NYC Principals Given More Power to Oust Bad Teachers

Is New York City finally ready for citywide educational reform?

Mayor Michael Bloomberg thinks so, and it all has to do with a new teacher assessment system in the country’s largest city announced this weekend by the New York state education commissioner.

“It gives New York confidence that our schools will be able to give the kids the education they will need going forward,” he told The New York Times.

The New York City school system has more than 1.1 million public school students, 75,000 teachers and 1,700 schools. It has long been in jeopardy and out of compliance with the state for a number of reasons. One primary problem was that it didn’t have a system to identify and deal with poor teachers.

After Saturday’s announcement, gone are the days when a teacher was given a rating of either “satisfactory” or “unsatisfactory.”  
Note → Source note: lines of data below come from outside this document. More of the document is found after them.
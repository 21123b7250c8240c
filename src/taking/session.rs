//! One participant's attempt at a quiz.

use std::collections::{HashMap, HashSet};
use std::fmt;

use crate::models::{Question, QuestionType, Quiz};

use super::score::{self, ScoreResult};

/// Where a participant currently is within an attempt.
#[derive(Debug, Clone, Copy, PartialEq, Eq)]
pub enum SessionState {
    /// Viewing the question at this index.
    Answering(usize),
    /// Past the last question; the attempt can be scored.
    Completed,
}

/// A recorded answer, shaped by the kind of question it belongs to.
#[derive(Debug, Clone, PartialEq, Eq)]
pub enum Answer {
    /// The selected option of a single-choice question.
    Single(String),
    /// The selected option set of a multiple-choice question.
    Multiple(HashSet<String>),
}

/// Map from question id to the participant's recorded answer.
pub type AnswerSheet = HashMap<String, Answer>;

/// A transition or recording the session rejected.
///
/// The session is left exactly as it was, so every failure is safe to retry
/// once the caller fixes the cause.
#[derive(Debug, Clone, Copy, PartialEq, Eq)]
pub enum SessionError {
    /// The current question has no recorded answer yet.
    QuestionUnanswered,
    /// Already at the first question.
    AtFirstQuestion,
    /// The attempt is complete; answering and navigation are over.
    SessionComplete,
    /// The attempt is not complete yet.
    NotComplete,
    /// The question id is not part of this quiz.
    UnknownQuestion,
    /// A single-answer call on a multiple-choice question, or the reverse.
    AnswerKindMismatch,
}

impl fmt::Display for SessionError {
    fn fmt(&self, f: &mut fmt::Formatter<'_>) -> fmt::Result {
        let message = match self {
            Self::QuestionUnanswered => "Answer the current question before moving on",
            Self::AtFirstQuestion => "Already at the first question",
            Self::SessionComplete => "The attempt is already complete",
            Self::NotComplete => "The attempt is not complete yet",
            Self::UnknownQuestion => "No question with that id in this quiz",
            Self::AnswerKindMismatch => "Answer does not match the question kind",
        };
        f.write_str(message)
    }
}

impl std::error::Error for SessionError {}

/// Drives a participant through a quiz's questions in order, records
/// answers, and scores the attempt.
///
/// The session owns its answer sheet for the lifetime of the attempt and
/// never mutates the quiz it reads.
pub struct TakingSession {
    quiz: Quiz,
    state: SessionState,
    answers: AnswerSheet,
}

impl TakingSession {
    /// Start a fresh attempt at the first question with an empty sheet.
    pub fn new(quiz: Quiz) -> Self {
        Self {
            quiz,
            state: SessionState::Answering(0),
            answers: AnswerSheet::new(),
        }
    }

    pub fn quiz(&self) -> &Quiz {
        &self.quiz
    }

    pub fn state(&self) -> SessionState {
        self.state
    }

    /// Index of the question being viewed, `None` once completed.
    pub fn current_index(&self) -> Option<usize> {
        match self.state {
            SessionState::Answering(index) => Some(index),
            SessionState::Completed => None,
        }
    }

    /// The question being viewed, `None` once completed.
    pub fn current_question(&self) -> Option<&Question> {
        self.current_index().and_then(|i| self.quiz.questions.get(i))
    }

    /// The recorded answer for a question, if any.
    pub fn answer(&self, question_id: &str) -> Option<&Answer> {
        self.answers.get(question_id)
    }

    pub fn answer_sheet(&self) -> &AnswerSheet {
        &self.answers
    }

    /// Whether a question counts as answered: a single-choice question needs
    /// a recorded option, a multiple-choice question a non-empty selection.
    pub fn is_answered(&self, question_id: &str) -> bool {
        match self.answers.get(question_id) {
            Some(Answer::Single(_)) => true,
            Some(Answer::Multiple(selected)) => !selected.is_empty(),
            None => false,
        }
    }

    /// How far through the quiz the participant is, as a whole percentage of
    /// questions reached.
    pub fn progress_percentage(&self) -> u8 {
        match self.state {
            SessionState::Answering(index) => {
                score::percentage(index + 1, self.quiz.questions.len())
            }
            SessionState::Completed => 100,
        }
    }

    /// Record the answer to a single-choice question, replacing any earlier
    /// choice.
    pub fn record_single(
        &mut self,
        question_id: &str,
        option_id: &str,
    ) -> Result<(), SessionError> {
        self.check_answering()?;
        let kind = self
            .quiz
            .question(question_id)
            .ok_or(SessionError::UnknownQuestion)?
            .kind;
        if kind != QuestionType::Single {
            return Err(SessionError::AnswerKindMismatch);
        }
        self.answers
            .insert(question_id.to_string(), Answer::Single(option_id.to_string()));
        Ok(())
    }

    /// Add or remove one option from the selection of a multiple-choice
    /// question. Removing an option that was never selected is a no-op.
    pub fn record_multiple(
        &mut self,
        question_id: &str,
        option_id: &str,
        selected: bool,
    ) -> Result<(), SessionError> {
        self.check_answering()?;
        let kind = self
            .quiz
            .question(question_id)
            .ok_or(SessionError::UnknownQuestion)?
            .kind;
        if kind != QuestionType::Multiple {
            return Err(SessionError::AnswerKindMismatch);
        }

        if selected {
            let entry = self
                .answers
                .entry(question_id.to_string())
                .or_insert_with(|| Answer::Multiple(HashSet::new()));
            if let Answer::Multiple(selected_ids) = entry {
                selected_ids.insert(option_id.to_string());
            }
        } else if let Some(Answer::Multiple(selected_ids)) = self.answers.get_mut(question_id) {
            selected_ids.remove(option_id);
        }
        Ok(())
    }

    /// Move to the next question, or complete the attempt past the last one.
    ///
    /// Rejected while the current question is unanswered; the guard lives
    /// here, not in the view layer.
    pub fn advance(&mut self) -> Result<(), SessionError> {
        let SessionState::Answering(index) = self.state else {
            return Err(SessionError::SessionComplete);
        };
        let answered = self
            .quiz
            .questions
            .get(index)
            .is_some_and(|q| self.is_answered(&q.id));
        if !answered {
            return Err(SessionError::QuestionUnanswered);
        }

        self.state = if index + 1 < self.quiz.questions.len() {
            SessionState::Answering(index + 1)
        } else {
            SessionState::Completed
        };
        Ok(())
    }

    /// Step back to the previous question.
    pub fn retreat(&mut self) -> Result<(), SessionError> {
        let SessionState::Answering(index) = self.state else {
            return Err(SessionError::SessionComplete);
        };
        if index == 0 {
            return Err(SessionError::AtFirstQuestion);
        }
        self.state = SessionState::Answering(index - 1);
        Ok(())
    }

    /// Re-enter the quiz at the last question to inspect answers, keeping the
    /// sheet intact.
    pub fn review(&mut self) -> Result<(), SessionError> {
        if self.state != SessionState::Completed {
            return Err(SessionError::NotComplete);
        }
        self.state = SessionState::Answering(self.quiz.questions.len().saturating_sub(1));
        Ok(())
    }

    /// Score the attempt as recorded so far.
    pub fn score(&self) -> ScoreResult {
        score::compute_score(&self.quiz, &self.answers)
    }

    /// Whether the recorded answer for a question matches exactly.
    pub fn question_correct(&self, question_id: &str) -> bool {
        self.quiz
            .question(question_id)
            .is_some_and(|q| score::question_matches(q, self.answers.get(question_id)))
    }

    fn check_answering(&self) -> Result<(), SessionError> {
        match self.state {
            SessionState::Answering(_) => Ok(()),
            SessionState::Completed => Err(SessionError::SessionComplete),
        }
    }
}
Teachers will be graded along a system of “highly effective,” “effective,” “developing,” or “ineffective.” Two “ineffective” ratings trigger an alert to school officials, and a firing is likely.

Principal observations account for 60 percent of the evaluations, while state standardized tests and other measures of learning will account for 40 percent.

“Good teachers will become better ones and ineffective teachers can be removed from the classroom,” Bloomberg, who doesn’t agree with all the changes, said in a statement.

Firing a teacher in New York City hasn’t always been easy. The city created “rubber rooms,” a place where teachers who face misconduct charges sit, read, and stare at the wall while collecting their full paycheck awaiting their disciplinary hearings.

Teachers also get some power in the new system. They can choose one of two options for their classroom observations by principals—either one long formal observation and at least three short ones or six or more short observations. Depending on the teachers’ prerogative, they can opt to have a principal observe in person, or have the class videotaped for later review.

Students in third grade and up, starting in 2014, will also get to rate their teacher on a survey, counting for five percent of a teacher's score

Under the new system, teachers of physical education, English as a second language, special education, and music will also undergo annual performance reviews based upon tests that highlight more critical and creative thinking as well as other methods such as essay writing.

The use of more testing in these subjects is not going over very well.

David Greene of Save Our Schools told TakePart that even the teachers who are already being evaluated in their subject areas are not being evaluated properly by tests. He adds: "So to say phys ed, ESL, music, or art teachers can be is so far from being rational as to border on the absurd."

Mark Naison, a professor at Fordham University, said students already take too many tests.

"Already, third graders have to go through six days of testing, 90 minutes a day, in English language arts and math," Naison told TakePart. "Now they want them to take tests in music, art and physical education as well. Can't we let our children create and let their imaginations and bodies run free without constantly subjecting them, and their teachers, to testing?”

Naison also said that students don’t need the stress of evaluating teachers.

“This level of testing, quite frankly, is the sign of a society that is unable to let children be children,” he said.